What is needed >> Below are some records. Print exactly the lines between the one holding "repository c6916456c0004d79" and the one holding "pub fn new(capacity: usize)", inclusive, and nothing else.

Data excerpts >>
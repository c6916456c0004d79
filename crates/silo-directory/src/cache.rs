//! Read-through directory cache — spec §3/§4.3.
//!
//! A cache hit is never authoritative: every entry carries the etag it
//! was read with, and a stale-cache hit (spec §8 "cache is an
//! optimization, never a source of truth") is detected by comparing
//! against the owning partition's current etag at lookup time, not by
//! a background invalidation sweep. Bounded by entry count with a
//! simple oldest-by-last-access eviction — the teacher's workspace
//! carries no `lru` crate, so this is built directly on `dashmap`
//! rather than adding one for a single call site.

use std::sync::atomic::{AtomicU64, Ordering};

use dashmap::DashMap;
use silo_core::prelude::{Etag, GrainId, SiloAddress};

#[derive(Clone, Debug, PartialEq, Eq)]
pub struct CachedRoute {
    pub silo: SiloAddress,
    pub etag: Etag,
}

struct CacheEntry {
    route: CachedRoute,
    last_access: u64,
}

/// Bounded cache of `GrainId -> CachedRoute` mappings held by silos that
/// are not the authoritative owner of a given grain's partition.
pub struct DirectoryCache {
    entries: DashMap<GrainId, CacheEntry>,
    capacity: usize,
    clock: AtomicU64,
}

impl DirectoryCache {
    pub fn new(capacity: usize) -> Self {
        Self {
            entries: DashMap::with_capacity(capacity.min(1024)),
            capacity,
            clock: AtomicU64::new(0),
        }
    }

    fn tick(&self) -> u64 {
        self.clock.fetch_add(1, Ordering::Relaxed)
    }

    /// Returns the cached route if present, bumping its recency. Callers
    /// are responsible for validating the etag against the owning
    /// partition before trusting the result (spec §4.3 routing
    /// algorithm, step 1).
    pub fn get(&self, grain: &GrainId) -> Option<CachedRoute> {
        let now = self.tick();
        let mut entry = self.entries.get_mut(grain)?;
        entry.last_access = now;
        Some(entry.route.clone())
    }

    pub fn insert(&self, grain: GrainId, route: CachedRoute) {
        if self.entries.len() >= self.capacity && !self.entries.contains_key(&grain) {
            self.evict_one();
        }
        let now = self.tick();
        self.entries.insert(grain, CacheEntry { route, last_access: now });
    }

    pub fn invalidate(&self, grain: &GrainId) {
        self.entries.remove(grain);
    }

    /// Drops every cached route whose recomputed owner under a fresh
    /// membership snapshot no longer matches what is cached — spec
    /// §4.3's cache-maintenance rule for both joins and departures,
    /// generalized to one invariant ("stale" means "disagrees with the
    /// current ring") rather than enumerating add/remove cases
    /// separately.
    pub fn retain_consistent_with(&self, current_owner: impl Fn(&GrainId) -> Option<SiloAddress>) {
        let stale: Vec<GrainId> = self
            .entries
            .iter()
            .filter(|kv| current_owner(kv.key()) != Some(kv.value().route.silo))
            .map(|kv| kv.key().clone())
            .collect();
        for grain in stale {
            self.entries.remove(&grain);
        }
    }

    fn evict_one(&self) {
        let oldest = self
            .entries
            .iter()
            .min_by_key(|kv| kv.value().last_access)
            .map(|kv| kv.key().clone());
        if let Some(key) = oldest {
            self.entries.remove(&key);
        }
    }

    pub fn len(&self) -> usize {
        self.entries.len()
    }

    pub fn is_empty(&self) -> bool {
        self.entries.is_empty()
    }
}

* * *

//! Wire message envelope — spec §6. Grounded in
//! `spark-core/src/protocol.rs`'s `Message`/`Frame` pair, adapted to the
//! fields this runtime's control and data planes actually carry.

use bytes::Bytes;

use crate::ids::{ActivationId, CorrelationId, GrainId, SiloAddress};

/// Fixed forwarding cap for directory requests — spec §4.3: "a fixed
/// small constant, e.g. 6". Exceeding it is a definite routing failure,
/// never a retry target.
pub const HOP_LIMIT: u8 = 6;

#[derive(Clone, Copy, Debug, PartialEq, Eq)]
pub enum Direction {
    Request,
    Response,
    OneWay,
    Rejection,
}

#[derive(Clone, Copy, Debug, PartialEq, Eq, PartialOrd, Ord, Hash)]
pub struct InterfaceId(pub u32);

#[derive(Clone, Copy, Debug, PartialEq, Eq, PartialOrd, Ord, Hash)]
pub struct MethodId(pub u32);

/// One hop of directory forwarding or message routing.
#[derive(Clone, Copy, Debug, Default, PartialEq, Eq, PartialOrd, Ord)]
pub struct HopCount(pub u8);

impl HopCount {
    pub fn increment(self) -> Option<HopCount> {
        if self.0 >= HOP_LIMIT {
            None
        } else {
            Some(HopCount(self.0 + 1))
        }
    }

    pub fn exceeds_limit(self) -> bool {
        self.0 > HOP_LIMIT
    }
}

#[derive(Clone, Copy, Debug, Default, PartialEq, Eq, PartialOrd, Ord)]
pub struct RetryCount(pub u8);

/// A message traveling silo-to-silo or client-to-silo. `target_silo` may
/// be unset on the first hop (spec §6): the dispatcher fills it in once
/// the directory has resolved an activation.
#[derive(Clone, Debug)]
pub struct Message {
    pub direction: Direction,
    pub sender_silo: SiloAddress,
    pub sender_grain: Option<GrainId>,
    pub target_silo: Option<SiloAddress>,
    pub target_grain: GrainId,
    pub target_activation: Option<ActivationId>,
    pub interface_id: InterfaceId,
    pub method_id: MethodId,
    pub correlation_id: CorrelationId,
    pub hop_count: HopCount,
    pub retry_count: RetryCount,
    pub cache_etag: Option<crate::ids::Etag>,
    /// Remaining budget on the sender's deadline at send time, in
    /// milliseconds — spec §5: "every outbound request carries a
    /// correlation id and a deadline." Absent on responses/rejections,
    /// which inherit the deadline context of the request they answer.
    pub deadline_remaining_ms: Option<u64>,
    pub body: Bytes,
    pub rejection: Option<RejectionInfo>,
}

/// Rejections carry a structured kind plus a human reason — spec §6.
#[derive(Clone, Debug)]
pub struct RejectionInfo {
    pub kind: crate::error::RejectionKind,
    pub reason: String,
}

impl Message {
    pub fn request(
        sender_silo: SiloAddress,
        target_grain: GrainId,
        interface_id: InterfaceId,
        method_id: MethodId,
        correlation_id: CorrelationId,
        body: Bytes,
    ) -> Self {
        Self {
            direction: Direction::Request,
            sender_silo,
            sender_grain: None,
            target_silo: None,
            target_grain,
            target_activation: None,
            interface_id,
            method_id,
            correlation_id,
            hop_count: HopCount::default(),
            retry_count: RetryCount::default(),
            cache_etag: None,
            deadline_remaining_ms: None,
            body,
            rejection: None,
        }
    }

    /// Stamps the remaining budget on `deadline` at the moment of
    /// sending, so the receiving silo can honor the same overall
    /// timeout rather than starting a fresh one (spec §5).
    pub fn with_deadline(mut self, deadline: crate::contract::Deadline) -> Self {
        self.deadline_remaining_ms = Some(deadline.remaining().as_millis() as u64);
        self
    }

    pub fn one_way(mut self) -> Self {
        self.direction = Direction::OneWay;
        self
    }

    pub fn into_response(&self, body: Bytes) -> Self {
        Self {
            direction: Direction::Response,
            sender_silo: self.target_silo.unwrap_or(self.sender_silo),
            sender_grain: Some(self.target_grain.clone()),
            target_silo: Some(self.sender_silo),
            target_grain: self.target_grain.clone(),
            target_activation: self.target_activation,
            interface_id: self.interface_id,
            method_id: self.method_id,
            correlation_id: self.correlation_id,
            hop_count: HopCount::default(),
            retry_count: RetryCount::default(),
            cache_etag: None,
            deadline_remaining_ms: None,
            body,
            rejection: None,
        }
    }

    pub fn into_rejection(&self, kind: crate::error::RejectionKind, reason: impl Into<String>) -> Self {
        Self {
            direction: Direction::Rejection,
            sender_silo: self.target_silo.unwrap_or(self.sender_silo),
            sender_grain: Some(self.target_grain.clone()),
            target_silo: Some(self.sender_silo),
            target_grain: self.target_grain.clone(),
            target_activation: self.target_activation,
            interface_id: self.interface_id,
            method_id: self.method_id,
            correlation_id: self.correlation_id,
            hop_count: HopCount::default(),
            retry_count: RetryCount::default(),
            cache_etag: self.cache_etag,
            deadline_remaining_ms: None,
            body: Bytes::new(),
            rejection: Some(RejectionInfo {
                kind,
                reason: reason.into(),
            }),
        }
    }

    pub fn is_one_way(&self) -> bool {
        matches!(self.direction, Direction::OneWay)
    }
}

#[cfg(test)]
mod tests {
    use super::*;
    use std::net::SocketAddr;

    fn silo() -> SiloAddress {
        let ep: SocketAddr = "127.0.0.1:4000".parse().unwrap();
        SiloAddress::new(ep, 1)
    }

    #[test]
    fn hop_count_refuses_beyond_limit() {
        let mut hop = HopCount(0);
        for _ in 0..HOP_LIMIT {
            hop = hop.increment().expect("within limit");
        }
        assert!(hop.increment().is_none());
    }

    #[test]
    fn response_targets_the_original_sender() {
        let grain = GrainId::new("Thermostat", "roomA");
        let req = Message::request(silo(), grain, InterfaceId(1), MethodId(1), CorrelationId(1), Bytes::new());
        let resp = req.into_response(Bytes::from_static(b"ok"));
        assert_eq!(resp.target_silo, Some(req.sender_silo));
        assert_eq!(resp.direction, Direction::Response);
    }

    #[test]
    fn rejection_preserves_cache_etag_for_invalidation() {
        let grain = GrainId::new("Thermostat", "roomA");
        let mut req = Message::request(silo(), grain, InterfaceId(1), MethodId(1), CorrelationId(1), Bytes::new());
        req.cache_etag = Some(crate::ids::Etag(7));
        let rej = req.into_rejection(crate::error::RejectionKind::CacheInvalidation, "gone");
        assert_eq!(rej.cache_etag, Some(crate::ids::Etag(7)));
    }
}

Result of this exercise >>
repository c6916456c0004d79
filename crates/silo-directory/src/cache.rs
//! Read-through directory cache — spec §3/§4.3.
//!
//! A cache hit is never authoritative: every entry carries the etag it
//! was read with, and a stale-cache hit (spec §8 "cache is an
//! optimization, never a source of truth") is detected by comparing
//! against the owning partition's current etag at lookup time, not by
//! a background invalidation sweep. Bounded by entry count with a
//! simple oldest-by-last-access eviction — the teacher's workspace
//! carries no `lru` crate, so this is built directly on `dashmap`
//! rather than adding one for a single call site.

use std::sync::atomic::{AtomicU64, Ordering};

use dashmap::DashMap;
use silo_core::prelude::{Etag, GrainId, SiloAddress};

#[derive(Clone, Debug, PartialEq, Eq)]
pub struct CachedRoute {
    pub silo: SiloAddress,
    pub etag: Etag,
}

struct CacheEntry {
    route: CachedRoute,
    last_access: u64,
}

/// Bounded cache of `GrainId -> CachedRoute` mappings held by silos that
/// are not the authoritative owner of a given grain's partition.
pub struct DirectoryCache {
    entries: DashMap<GrainId, CacheEntry>,
    capacity: usize,
    clock: AtomicU64,
}

impl DirectoryCache {
    pub fn new(capacity: usize) -> Self {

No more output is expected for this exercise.